I haven’t picked up a book yet this week. I’ve stuck to magazines. I think I’m trying to make myself really hungry for it. I’m sure this weekend at the National Young Writers’ Festival will help!

Testing

So, ummm, I’m an iPhone nerd. I love the thing. And I thought that if I downloaded the wordpress application I might be more likely to update regularly. We’ll see.

This is a test post, just to see if it works. I don’t even have any writing or reading to write about on here today, since I’ve done neither today. I’m writing every second day at the moment, and today’s an off day. I don’t have a legitimate reason for the lack of reading, just that I didn’t feel like it on the train this morning.

That’s something I feel is important; allowing yourself to have a break, and (this is the bit I struggle with) not feeling too guilty about it. Sometimes I just need some time off reading and writing to feel like I even exist in the world, if that makes sense.

Tomorrow, though, is a writing day. I’m looking forward to my cup of tea and page of words to change.

I’m going to try to be good

So I’ve been pretty useless with updating this blog. I always say I’m going to, and then I never get around to doing it.
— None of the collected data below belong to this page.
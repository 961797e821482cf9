//! A lock-free registry of named metrics.
//!
//! The name map is immutable once published. Readers pin an epoch and look
//! names up without locking; writers copy the current map, apply their change
//! and publish it with a single compare-and-swap, retrying if another writer
//! got there first. Replaced maps are reclaimed once no reader can observe
//! them.

use std::collections::{BTreeSet, HashMap};
use std::fmt::{self, Debug};
use std::sync::atomic::Ordering::{AcqRel, Acquire};
use std::sync::Arc;

use crossbeam_epoch::{self as epoch, Atomic, Owned};
use tracing::debug;

use super::*;

type Map = HashMap<String, Metric>;

enum Step<R> {
    Done(R),
    Publish(Map, R),
}

/// Maps metric names to metric instances, at most one instance per name.
pub struct Registry {
    map: Atomic<Map>,
}

/// A registry shared between the parts of an application.
pub type SharedRegistry = Arc<Registry>;

/// Create a new empty registry behind an `Arc`.
pub fn new_shared_registry() -> SharedRegistry {
    Arc::new(Registry::new())
}

impl Default for Registry {
    fn default() -> Registry {
        Registry {
            map: Atomic::new(Map::new()),
        }
    }
}

impl Drop for Registry {
    fn drop(&mut self) {
        unsafe {
            let guard = epoch::unprotected();
            let map = self.map.load(Acquire, guard);
            drop(map.into_owned());
        }
    }
}

impl Debug for Registry {
    fn fmt(&self, f: &mut fmt::Formatter) -> fmt::Result {
        f.debug_struct("Registry")
            .field("names", &self.names())
            .finish()
    }
}

impl Registry {
    /// Create an empty registry.
    pub fn new() -> Registry {
        Registry::default()
    }

    /// Return the metric bound to `name`, creating it with `factory` if
    /// absent.
    ///
    /// The factory runs at most once per call. When several callers race on
    /// the same new name each may build a candidate, but only one is
    /// published and every caller receives that one.
    pub fn get_or_create<F>(&self, name: &str, factory: F) -> Metric
    where
        F: FnOnce() -> Metric,
    {
        if let Some(existing) = self.get(name) {
            return existing;
        }

        let candidate = factory();
        let metric = self.transact(|map| match map.get(name) {
            Some(existing) => Step::Done(existing.clone()),
            None => {
                let mut next = map.clone();
                next.insert(name.to_owned(), candidate.clone());
                Step::Publish(next, candidate.clone())
            }
        });

        if metric.ptr_eq(&candidate) {
            debug!(name, kind = metric.kind(), "registered metric");
        }
        metric
    }

    /// Bind `metric` to `name`.
    ///
    /// Registering the instance already bound to `name` is a no-op; any
    /// other instance fails with [`Error::AlreadyRegistered`].
    pub fn register(&self, name: &str, metric: Metric) -> crate::Result<Metric> {
        self.transact(|map| match map.get(name) {
            Some(existing) if existing.ptr_eq(&metric) => Step::Done(Ok(existing.clone())),
            Some(_) => Step::Done(Err(Error::AlreadyRegistered(name.to_owned()))),
            None => {
                let mut next = map.clone();
                next.insert(name.to_owned(), metric.clone());
                Step::Publish(next, Ok(metric.clone()))
            }
        })
        .map(|metric| {
            debug!(name, kind = metric.kind(), "registered metric");
            metric
        })
    }

    /// Unbind `name`, returning whether anything was removed.
    pub fn remove(&self, name: &str) -> bool {
        let removed = self.transact(|map| {
            if !map.contains_key(name) {
                return Step::Done(false);
            }
            let mut next = map.clone();
            next.remove(name);
            Step::Publish(next, true)
        });

        if removed {
            debug!(name, "removed metric");
        }
        removed
    }

    pub fn get(&self, name: &str) -> Option<Metric> {
        self.read(|map| map.get(name).cloned())
    }

    /// All registered names.
    pub fn names(&self) -> BTreeSet<String> {
        self.read(|map| map.keys().cloned().collect())
    }

    /// Every registered metric, sorted by name.
    pub fn metrics(&self) -> Vec<(String, Metric)> {
        let mut all: Vec<(String, Metric)> =
            self.read(|map| map.iter().map(|(k, v)| (k.clone(), v.clone())).collect());
        all.sort_by(|a, b| a.0.cmp(&b.0));
        all
    }

    pub fn len(&self) -> usize {
        self.read(|map| map.len())
    }

    pub fn is_empty(&self) -> bool {
        self.len() == 0
    }

    /// The histogram bound to `name`, creating an exponentially decaying
    /// one if absent.
    pub fn histogram(&self, name: &str) -> crate::Result<Arc<Histogram>> {
        self.histogram_with(name, Histogram::default)
    }

    /// The histogram bound to `name`, creating it with `factory` if absent.
    pub fn histogram_with<F>(&self, name: &str, factory: F) -> crate::Result<Arc<Histogram>>
    where
        F: FnOnce() -> Histogram,
    {
        let metric = self.get_or_create(name, || Metric::from(factory()));
        metric.as_histogram().cloned().ok_or_else(|| Error::TypeMismatch {
            name: name.to_owned(),
            expected: "histogram",
        })
    }

    /// The counter bound to `name`, creating it if absent.
    pub fn counter(&self, name: &str) -> crate::Result<Arc<Counter>> {
        let metric = self.get_or_create(name, || Metric::from(Counter::new()));
        metric.as_counter().cloned().ok_or_else(|| Error::TypeMismatch {
            name: name.to_owned(),
            expected: "counter",
        })
    }

    fn read<R, F: FnOnce(&Map) -> R>(&self, f: F) -> R {
        let guard = epoch::pin();
        let current = self.map.load(Acquire, &guard);
        // the map pointer is set at construction and only ever swapped
        let map = unsafe { current.deref() };
        f(map)
    }

    fn transact<R, F: FnMut(&Map) -> Step<R>>(&self, mut f: F) -> R {
        let guard = epoch::pin();
        loop {
            let current = self.map.load(Acquire, &guard);
            let map = unsafe { current.deref() };

            let (next, ret) = match f(map) {
                Step::Done(ret) => return ret,
                Step::Publish(next, ret) => (next, ret),
            };

            let cas = self
                .map
                .compare_exchange(current, Owned::new(next), AcqRel, Acquire, &guard);
            if cas.is_ok() {
                // CAS worked, the old map goes once all readers unpin
                unsafe {
                    guard.defer_destroy(current);
                }
                return ret;
            }
            // another writer beat us, retry against its map
        }
    }
}

#[test]
fn get_or_create_reuses_instances() {
    let registry = Registry::new();
    let a = registry.get_or_create("requests", || Metric::from(Counter::new()));
    let b = registry.get_or_create("requests", || panic!("factory must not run twice"));

    assert!(a.ptr_eq(&b));
    assert_eq!(registry.len(), 1);
}

#[test]
fn register_rejects_other_instances() {
    let registry = Registry::new();
    let first = Metric::from(Counter::new());

    assert!(registry.register("x", first.clone()).is_ok());
    assert!(registry.register("x", first.clone()).is_ok());
    assert_eq!(
        registry.register("x", Metric::from(Counter::new())).unwrap_err(),
        Error::AlreadyRegistered("x".to_owned())
    );
    assert!(registry.get("x").unwrap().ptr_eq(&first));
}

#[test]
fn remove_unbinds_names() {
    let registry = Registry::new();
    registry.counter("a").unwrap();
    registry.histogram("b").unwrap();

    assert!(registry.remove("a"));
    assert!(!registry.remove("a"));
    assert!(!registry.remove("missing"));

    let names: Vec<String> = registry.names().into_iter().collect();
    assert_eq!(names, vec!["b".to_owned()]);
    assert!(registry.get("a").is_none());
}

#[test]
fn typed_helpers_check_the_kind() {
    let registry = Registry::new();
    let c = registry.counter("hits").unwrap();
    c.inc();

    assert_eq!(registry.counter("hits").unwrap().count(), 1);
    assert_eq!(
        registry.histogram("hits").unwrap_err(),
        Error::TypeMismatch {
            name: "hits".to_owned(),
            expected: "histogram",
        }
    );
}

#[test]
fn metrics_are_listed_by_name() {
    let registry = Registry::new();
    registry.histogram_with("z", || Histogram::uniform(8)).unwrap();
    registry.counter("a").unwrap();
    registry.counter("m").unwrap();

    let names: Vec<String> = registry.metrics().into_iter().map(|(n, _)| n).collect();
    assert_eq!(names, vec!["a", "m", "z"]);
    assert!(!registry.is_empty());
}
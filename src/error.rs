//! Error types.

use thiserror::Error;

/// Errors returned by histograms, snapshots and the registry.
#[derive(Debug, Clone, PartialEq, Error)]
pub enum Error {
    /// A non-finite observation was passed to a histogram.
    #[error("invalid value: {0} is not finite")]
    InvalidValue(f64),

    /// A percentile outside of `[0, 1]` was requested.
    #[error("invalid percentile: {0} is outside [0, 1]")]
    InvalidPercentile(f64),

    /// A different metric is already bound to this name.
    #[error("metric already registered: {0}")]
    AlreadyRegistered(String),

    /// The metric bound to this name is of another kind.
    #[error("metric {name} is not a {expected}")]
    TypeMismatch {
        /// Name that was looked up.
        name: String,
        /// Kind the caller asked for.
        expected: &'static str,
    },
}

/// Result alias used throughout the crate.
pub type Result<T> = std::result::Result<T, Error>;

#[test]
fn display() {
    assert_eq!(
        Error::InvalidPercentile(1.5).to_string(),
        "invalid percentile: 1.5 is outside [0, 1]"
    );
    assert_eq!(
        Error::TypeMismatch {
            name: "x".into(),
            expected: "counter",
        }
        .to_string(),
        "metric x is not a counter"
    );
}
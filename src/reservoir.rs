use std::time::Instant;

use super::*;

/// Capacity used by reservoirs built without an explicit size.
///
/// Offers a 99.9% confidence level with a 5% margin of error for a normal
/// distribution.
pub const DEFAULT_SIZE: usize = 1028;

/// A bounded-memory sample of a stream of observations.
///
/// Implementations must be safe to update from many threads at once and
/// must never retain more than their capacity.
pub trait Reservoir: Send + Sync {
    /// Offer an observation taken at `timestamp`.
    fn update(&self, value: f64, timestamp: Instant);

    /// Copy out the currently retained values, in no particular order.
    fn values(&self) -> Vec<f64>;

    /// Number of currently retained values.
    fn size(&self) -> usize {
        self.values().len()
    }

    /// Sorted view of the retained values. The copy is taken under the
    /// reservoir's lock, sorting happens after it is released.
    fn snapshot(&self) -> Snapshot {
        Snapshot::new(self.values())
    }
}
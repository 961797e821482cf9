use std::collections::BTreeMap;
use std::fmt::{self, Debug};
use std::time::{Duration, Instant};

use ordered_float::OrderedFloat;
use parking_lot::Mutex;
use rand::distributions::Open01;
use rand::rngs::StdRng;
use rand::{Rng, RngCore, SeedableRng};
use tracing::trace;

use super::*;

/// Decay factor used by reservoirs built without an explicit config.
///
/// Heavily biases the sample toward the last five minutes of observations.
pub const DEFAULT_ALPHA: f64 = 0.015;

/// How long priorities may grow before they are rescaled.
pub const DEFAULT_RESCALE_INTERVAL: Duration = Duration::from_secs(60 * 60);

/// Sizing and decay parameters for an [`ExponentiallyDecayingReservoir`].
#[derive(Debug, Clone, Copy, PartialEq)]
pub struct DecayConfig {
    /// Maximum number of retained values.
    pub size: usize,
    /// Exponential decay factor per second. Higher is more biased toward
    /// recent values; zero disables decay.
    pub alpha: f64,
    /// Interval after which priorities are rescaled to a new landmark.
    pub rescale_interval: Duration,
}

impl Default for DecayConfig {
    fn default() -> DecayConfig {
        DecayConfig {
            size: DEFAULT_SIZE,
            alpha: DEFAULT_ALPHA,
            rescale_interval: DEFAULT_RESCALE_INTERVAL,
        }
    }
}

impl DecayConfig {
    #[must_use]
    pub fn with_size(mut self, size: usize) -> DecayConfig {
        self.size = size;
        self
    }

    #[must_use]
    pub fn with_alpha(mut self, alpha: f64) -> DecayConfig {
        self.alpha = alpha;
        self
    }

    #[must_use]
    pub fn with_rescale_interval(mut self, interval: Duration) -> DecayConfig {
        self.rescale_interval = interval;
        self
    }
}

// Priorities may tie (most visibly after a rescale underflows them all to
// zero), so every entry also carries its insertion sequence.
type Key = (OrderedFloat<f64>, u64);

struct Inner {
    values: BTreeMap<Key, f64>,
    start: Instant,
    // None when the interval runs past what an Instant can represent
    next_rescale: Option<Instant>,
    sequence: u64,
    rng: Box<dyn RngCore + Send>,
}

/// A forward-decaying priority sample, biased toward recent observations.
///
/// Each observation is kept with priority `exp(alpha * (t - t0)) / u` for a
/// uniform `u` in `(0, 1)`, and only the `size` highest priorities survive.
/// See Cormode et al., "Forward Decay: A Practical Time Decay Model for
/// Streaming Systems".
pub struct ExponentiallyDecayingReservoir {
    config: DecayConfig,
    inner: Mutex<Inner>,
}

impl Default for ExponentiallyDecayingReservoir {
    fn default() -> ExponentiallyDecayingReservoir {
        ExponentiallyDecayingReservoir::new(DecayConfig::default())
    }
}

impl Debug for ExponentiallyDecayingReservoir {
    fn fmt(&self, f: &mut fmt::Formatter) -> fmt::Result {
        let inner = self.inner.lock();
        f.debug_struct("ExponentiallyDecayingReservoir")
            .field("config", &self.config)
            .field("size", &inner.values.len())
            .finish()
    }
}

impl ExponentiallyDecayingReservoir {
    pub fn new(config: DecayConfig) -> ExponentiallyDecayingReservoir {
        ExponentiallyDecayingReservoir::with_rng(config, StdRng::from_entropy())
    }

    /// Create a reservoir that draws from the given random source, with its
    /// landmark at the current instant.
    pub fn with_rng<R: RngCore + Send + 'static>(
        config: DecayConfig,
        rng: R,
    ) -> ExponentiallyDecayingReservoir {
        ExponentiallyDecayingReservoir::starting_at(config, rng, Instant::now())
    }

    /// Create a reservoir whose landmark `t0` is `start`.
    pub fn starting_at<R: RngCore + Send + 'static>(
        config: DecayConfig,
        rng: R,
        start: Instant,
    ) -> ExponentiallyDecayingReservoir {
        ExponentiallyDecayingReservoir {
            config,
            inner: Mutex::new(Inner {
                values: BTreeMap::new(),
                start,
                next_rescale: start.checked_add(config.rescale_interval),
                sequence: 0,
                rng: Box::new(rng),
            }),
        }
    }

    pub fn config(&self) -> DecayConfig {
        self.config
    }

    /// The current landmark all priorities are relative to.
    pub fn landmark(&self) -> Instant {
        self.inner.lock().start
    }

    fn weight(&self, start: Instant, timestamp: Instant) -> f64 {
        (self.config.alpha * signed_secs(start, timestamp)).exp()
    }
}

impl Inner {
    fn rescale(&mut self, now: Instant, alpha: f64, interval: Duration) {
        let old_start = self.start;
        self.start = now;
        self.next_rescale = now.checked_add(interval);

        let factor = (-alpha * signed_secs(old_start, now)).exp();
        let values = std::mem::take(&mut self.values);
        self.values = values
            .into_iter()
            .map(|((priority, seq), value)| ((sanitize(priority.0 * factor), seq), value))
            .collect();

        trace!(
            factor,
            retained = self.values.len(),
            "rescaled decaying reservoir"
        );
    }
}

impl Reservoir for ExponentiallyDecayingReservoir {
    fn update(&self, value: f64, timestamp: Instant) {
        let mut inner = self.inner.lock();

        if inner.next_rescale.map_or(false, |next| timestamp >= next) {
            inner.rescale(timestamp, self.config.alpha, self.config.rescale_interval);
        }

        if self.config.size == 0 {
            return;
        }

        let u: f64 = inner.rng.sample(Open01);
        let priority = sanitize(self.weight(inner.start, timestamp) / u);
        let key = (priority, inner.sequence);
        inner.sequence += 1;

        if inner.values.len() < self.config.size {
            inner.values.insert(key, value);
            return;
        }

        let first = match inner.values.keys().next() {
            Some(first) => *first,
            None => return,
        };
        if first.0 < priority {
            inner.values.remove(&first);
            inner.values.insert(key, value);
        }
    }

    fn values(&self) -> Vec<f64> {
        self.inner.lock().values.values().copied().collect()
    }

    fn size(&self) -> usize {
        self.inner.lock().values.len()
    }
}

// Seconds from `start` to `t`, negative when `t` precedes `start`.
fn signed_secs(start: Instant, t: Instant) -> f64 {
    match t.checked_duration_since(start) {
        Some(elapsed) => elapsed.as_secs_f64(),
        None => -start.duration_since(t).as_secs_f64(),
    }
}

fn sanitize(priority: f64) -> OrderedFloat<f64> {
    if priority.is_nan() {
        OrderedFloat(0.)
    } else {
        OrderedFloat(priority)
    }
}

#[cfg(test)]
fn seeded(config: DecayConfig, start: Instant) -> ExponentiallyDecayingReservoir {
    ExponentiallyDecayingReservoir::starting_at(config, StdRng::seed_from_u64(0xdecaf), start)
}

#[test]
fn a_reservoir_of_100_out_of_1000_elements() {
    let start = Instant::now();
    let r = seeded(DecayConfig::default().with_size(100).with_alpha(0.99), start);
    for i in 0..1000 {
        r.update(f64::from(i), start);
    }

    assert_eq!(r.size(), 100);
    for v in r.values() {
        assert!(v >= 0. && v < 1000.);
    }
}

#[test]
fn a_reservoir_of_100_out_of_10_elements() {
    let start = Instant::now();
    let r = seeded(DecayConfig::default().with_size(100).with_alpha(0.99), start);
    for i in 0..10 {
        r.update(f64::from(i), start);
    }

    let snapshot = r.snapshot();
    assert_eq!(snapshot.size(), 10);
    assert_eq!(snapshot.min(), 0.);
    assert_eq!(snapshot.max(), 9.);
}

#[test]
fn stays_bounded_with_increasing_timestamps() {
    let start = Instant::now();
    let r = seeded(DecayConfig::default().with_size(10), start);
    for i in 0..15u32 {
        r.update(f64::from(i), start + Duration::from_millis(u64::from(i) * 100));
    }
    assert_eq!(r.size(), 10);
}

#[test]
fn long_periods_of_inactivity_keep_the_sample_size() {
    let start = Instant::now();
    let r = seeded(DecayConfig::default().with_size(10), start);
    let mut now = start;

    let delta = Duration::from_millis(100);
    for i in 0..1000 {
        now += delta;
        r.update(f64::from(1000 + i), now);
    }
    assert_eq!(r.size(), 10);

    // 15 hours later every old priority underflows to zero on rescale
    now += Duration::from_secs(15 * 60 * 60);
    r.update(2000., now);
    assert_eq!(r.landmark(), now);
    assert_eq!(r.size(), 10);
    assert!(r.values().contains(&2000.));

    for i in 0..1000 {
        now += delta;
        r.update(f64::from(3000 + i), now);
    }
    let snapshot = r.snapshot();
    assert_eq!(snapshot.size(), 10);
    assert!(snapshot.min() >= 2000.);
}

#[test]
fn recent_values_dominate_after_a_shift() {
    let start = Instant::now();
    let r = seeded(DecayConfig::default().with_size(1000), start);
    let mut now = start;

    let interval = Duration::from_secs(6);
    for _ in 0..120 * 10 {
        r.update(177., now);
        now += interval;
    }
    for _ in 0..10 * 10 {
        r.update(9999., now);
        now += interval;
    }

    let recent = r.values().into_iter().filter(|v| *v == 9999.).count();
    assert!(recent >= 90, "only {} recent values retained", recent);
    assert_eq!(r.snapshot().p99(), 9999.);
}

#[test]
fn timestamps_before_the_landmark_are_accepted() {
    let early = Instant::now();
    let start = early + Duration::from_secs(30);
    let r = seeded(DecayConfig::default().with_size(4), start);
    r.update(1., early);
    r.update(2., start);
    assert_eq!(r.size(), 2);

    let later = start + DEFAULT_RESCALE_INTERVAL + Duration::from_secs(1);
    r.update(3., later);
    r.update(4., early);
    assert_eq!(r.size(), 4);
}

#[test]
fn zero_size_is_a_no_op() {
    let start = Instant::now();
    let r = seeded(DecayConfig::default().with_size(0), start);
    r.update(1., start);
    r.update(2., start + DEFAULT_RESCALE_INTERVAL);
    assert_eq!(r.size(), 0);
}

#[test]
fn zero_alpha_is_still_bounded() {
    let start = Instant::now();
    let r = seeded(DecayConfig::default().with_size(50).with_alpha(0.), start);
    for i in 0..500 {
        r.update(f64::from(i), start + Duration::from_secs(i as u64));
    }
    assert_eq!(r.size(), 50);
}

#[test]
fn unbounded_rescale_interval_never_rescales() {
    let start = Instant::now();
    let config = DecayConfig::default()
        .with_size(4)
        .with_rescale_interval(Duration::MAX);
    let r = seeded(config, start);

    for i in 0..10u32 {
        r.update(f64::from(i), start + Duration::from_secs(u64::from(i) * 3600));
    }
    assert_eq!(r.size(), 4);
    assert_eq!(r.landmark(), start);
}
use std::collections::BTreeMap;

/// Softmax over `confidence / temperature`, scaled to percentages.
///
/// Exponents are shifted by the largest confidence before `exp`, which leaves the
/// distribution unchanged and keeps large scores from overflowing.
pub fn softmax_percentages<K>(confidences: &BTreeMap<K, f64>, temperature: f64) -> BTreeMap<K, f64>
where
    K: Ord + Clone,
{
    let Some(max) = confidences.values().copied().reduce(f64::max) else {
        return BTreeMap::new();
    };

    let exps: BTreeMap<K, f64> = confidences
        .iter()
        .map(|(key, score)| (key.clone(), ((score - max) / temperature).exp()))
        .collect();
    let total: f64 = exps.values().sum();

    exps.into_iter()
        .map(|(key, value)| {
            let probability = if total > 0.0 { value / total * 100.0 } else { 0.0 };
            (key, probability)
        })
        .collect()
}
But I’m going to say, again, that I’m going to try to be good and update it regularly. Occasionally I might be sneaky and do shared posts with the Monday Project. But mainly, I’ll try to update this space with tidbits about writing and reading. I might even post a few pieces of fiction here again.

In that vein, today I finished the first draft of a short story I’ve been working on for a little while now. It’s got a long way to go, but the first draft is always the hardest bit. I’m hoping to do a lot more work on it this week, and have something that I’m comfortable presenting in class next week. We’ll see!

Next weekend I’m headed up to Newcastle to go to the This Is Not Art festival, of which the National Young Writers’ Festival is part. I’m excited about, well, almost all of the events! I’m hoping to catch up with a few people, including Miss Literary Minded, and a number of friends of mine who live in Newcastle.

I’ll try to be good and post some about it!

The Monday Project: Missing You

She looked at the pile of boxes in the room. They reached higher than her head. The heavy step ladder helped her reach the top box, which she brought out of the room with her.

New memories were in her head now, they filled up nearly every corner of her brain, trickled down her spine and flowed into other parts of body. They dictated how she moved through the world, what she saw, what she smelled, whether she danced or frowned. But one little part of her refused to forget, refused to live in the present. It lived in this box, in the memories.

She did not open the box for a long time, just sat on the end of the bed with the box on her knees. When her legs started to fall asleep she moved the box to the floor at her feet and continued to watch it, to feel its heaviness with her eyes. She was frightened of this box and its contents, even as she simultaneously loved it.

Packing it had been difficult. It had taken her days, even months, in her head, but the physical packing was over in mere minutes. Years of her life, years she needed to forget, had been thrown carelessly into this box. She had thought that packing her memories away would help her move on. If she couldn’t remember she wouldn’t mourn what she was leaving behind. But she had missed the memories, missed who she was with them in her head, and this had kept her off-centre. Now, more than a year later, here she was. Box at her feet, about to dive back in.

“Wish me luck,” she whispered to someone unseen, and cut open the tape on the top of the box.

This is my submission to the Monday Project this month (the project theme is Missing You). It’s a little late — sorry!